::: GIVEN INFORMATION

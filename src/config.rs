//! Configuration for observation, navigation, probing and reward shaping.
//!
//! Defaults reproduce the reference agent's constants. With the `serde`
//! feature every section deserializes from a partial document, falling back
//! to these defaults for missing fields.

use crate::error::CoreError;

/// Top-level configuration for an arena agent.
#[derive(Debug, Clone, Default, PartialEq)]
#[cfg_attr(
    feature = "serde",
    derive(serde::Serialize, serde::Deserialize),
    serde(default)
)]
pub struct ArenaConfig {
    pub rewards: RewardConfig,
    pub speed_incentive: SpeedIncentiveConfig,
    pub navigation: NavigationConfig,
    pub probe: ProbeConfig,
}

impl ArenaConfig {
    /// Checks that every parameter is usable.
    ///
    /// # Errors
    ///
    /// Returns [`CoreError::InvalidConfig`] naming the first offending field.
    pub fn validate(&self) -> Result<(), CoreError> {
        self.rewards.validate()?;
        self.speed_incentive.validate()?;
        self.navigation.validate()?;
        self.probe.validate()
    }
}

fn require_finite(name: &str, value: f32) -> Result<(), CoreError> {
    if value.is_finite() {
        Ok(())
    } else {
        Err(CoreError::InvalidConfig(format!("{name} must be finite")))
    }
}

fn require_positive(name: &str, value: f32) -> Result<(), CoreError> {
    require_finite(name, value)?;
    if value > 0.0 {
        Ok(())
    } else {
        Err(CoreError::InvalidConfig(format!("{name} must be positive")))
    }
}

/// Per-event reward deltas.
#[derive(Debug, Clone, PartialEq)]
#[cfg_attr(
    feature = "serde",
    derive(serde::Serialize, serde::Deserialize),
    serde(default)
)]
pub struct RewardConfig {
    /// Added on the tick the agent becomes frozen.
    pub frozen_penalty: f32,
    /// Added on every tick the targeting effect fires.
    pub effect_use_penalty: f32,
    /// Added when the probe hits an opposing agent.
    pub effect_hit_reward: f32,
    /// Added when the probe is active but hits no opponent.
    pub effect_miss_penalty: f32,
    /// Added when the agent touches a target it may pick up.
    pub pickup_reward: f32,
    /// Flat part of the own-base contact reward.
    pub delivery_base_reward: f32,
    /// Own-base contact reward per carried target.
    pub delivery_per_carried_reward: f32,
    pub wall_collision_penalty: f32,
    pub opponent_collision_penalty: f32,
}

impl RewardConfig {
    fn validate(&self) -> Result<(), CoreError> {
        require_finite("rewards.frozen_penalty", self.frozen_penalty)?;
        require_finite("rewards.effect_use_penalty", self.effect_use_penalty)?;
        require_finite("rewards.effect_hit_reward", self.effect_hit_reward)?;
        require_finite("rewards.effect_miss_penalty", self.effect_miss_penalty)?;
        require_finite("rewards.pickup_reward", self.pickup_reward)?;
        require_finite("rewards.delivery_base_reward", self.delivery_base_reward)?;
        require_finite(
            "rewards.delivery_per_carried_reward",
            self.delivery_per_carried_reward,
        )?;
        require_finite("rewards.wall_collision_penalty", self.wall_collision_penalty)?;
        require_finite(
            "rewards.opponent_collision_penalty",
            self.opponent_collision_penalty,
        )
    }
}

impl Default for RewardConfig {
    fn default() -> Self {
        Self {
            frozen_penalty: -0.5,
            effect_use_penalty: -0.02,
            effect_hit_reward: 0.5,
            effect_miss_penalty: -0.05,
            pickup_reward: 0.2,
            delivery_base_reward: 0.8,
            delivery_per_carried_reward: 1.0,
            wall_collision_penalty: -0.75,
            opponent_collision_penalty: -0.2,
        }
    }
}

/// Speed-keeping incentive. Disabled by default.
///
/// ```text
/// optimal    = base_optimal_speed - optimal_speed_drop_per_carried × carried
/// efficiency = speed / optimal
/// pace       = speed_reward_multiplier × (1 - efficiency)  if efficiency ≥ threshold
///            = slow_penalty_multiplier × (1 - efficiency)  otherwise
///            = 0                                           if optimal = 0
/// reward     = pace + carry_penalty_multiplier × carried
/// ```
#[derive(Debug, Clone, PartialEq)]
#[cfg_attr(
    feature = "serde",
    derive(serde::Serialize, serde::Deserialize),
    serde(default)
)]
pub struct SpeedIncentiveConfig {
    pub enabled: bool,
    pub base_optimal_speed: f32,
    pub optimal_speed_drop_per_carried: f32,
    pub efficiency_threshold: f32,
    pub speed_reward_multiplier: f32,
    pub slow_penalty_multiplier: f32,
    pub carry_penalty_multiplier: f32,
}

impl SpeedIncentiveConfig {
    fn validate(&self) -> Result<(), CoreError> {
        require_positive(
            "speed_incentive.base_optimal_speed",
            self.base_optimal_speed,
        )?;
        require_finite(
            "speed_incentive.optimal_speed_drop_per_carried",
            self.optimal_speed_drop_per_carried,
        )?;
        require_finite(
            "speed_incentive.efficiency_threshold",
            self.efficiency_threshold,
        )?;
        require_finite(
            "speed_incentive.speed_reward_multiplier",
            self.speed_reward_multiplier,
        )?;
        require_finite(
            "speed_incentive.slow_penalty_multiplier",
            self.slow_penalty_multiplier,
        )?;
        require_finite(
            "speed_incentive.carry_penalty_multiplier",
            self.carry_penalty_multiplier,
        )
    }
}

impl Default for SpeedIncentiveConfig {
    fn default() -> Self {
        Self {
            enabled: false,
            base_optimal_speed: 1.5,
            optimal_speed_drop_per_carried: 0.05,
            efficiency_threshold: 0.8,
            speed_reward_multiplier: 0.01,
            slow_penalty_multiplier: -0.02,
            carry_penalty_multiplier: -0.02,
        }
    }
}

/// Nearest-target scan and steering parameters.
#[derive(Debug, Clone, PartialEq)]
#[cfg_attr(
    feature = "serde",
    derive(serde::Serialize, serde::Deserialize),
    serde(default)
)]
pub struct NavigationConfig {
    /// Targets at or beyond this distance are never selected.
    pub scan_cutoff: f32,
    /// Half-width of the "straight ahead" band, in degrees.
    pub deadband_degrees: f32,
}

impl NavigationConfig {
    fn validate(&self) -> Result<(), CoreError> {
        require_positive("navigation.scan_cutoff", self.scan_cutoff)?;
        require_finite("navigation.deadband_degrees", self.deadband_degrees)?;
        if !(0.0..180.0).contains(&self.deadband_degrees) {
            return Err(CoreError::InvalidConfig(
                "navigation.deadband_degrees must lie in [0, 180)".to_string(),
            ));
        }
        Ok(())
    }
}

impl Default for NavigationConfig {
    fn default() -> Self {
        Self {
            scan_cutoff: 200.0,
            deadband_degrees: 5.0,
        }
    }
}

/// Geometry of the forward sweep performed by the host for the targeting effect.
#[derive(Debug, Clone, PartialEq)]
#[cfg_attr(
    feature = "serde",
    derive(serde::Serialize, serde::Deserialize),
    serde(default)
)]
pub struct ProbeConfig {
    pub radius: f32,
    pub range: f32,
}

impl ProbeConfig {
    fn validate(&self) -> Result<(), CoreError> {
        require_positive("probe.radius", self.radius)?;
        require_positive("probe.range", self.range)
    }
}

impl Default for ProbeConfig {
    fn default() -> Self {
        Self {
            radius: 0.25,
            range: 20.0,
        }
    }
}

::::::

## WHAT YOU ARE ASKED TO DO
Your response should contain each line of the entries above that holds the string "SpeedIncentiveConfig".

## SOLUTION
    pub speed_incentive: SpeedIncentiveConfig,
pub struct SpeedIncentiveConfig {
impl SpeedIncentiveConfig {
impl Default for SpeedIncentiveConfig {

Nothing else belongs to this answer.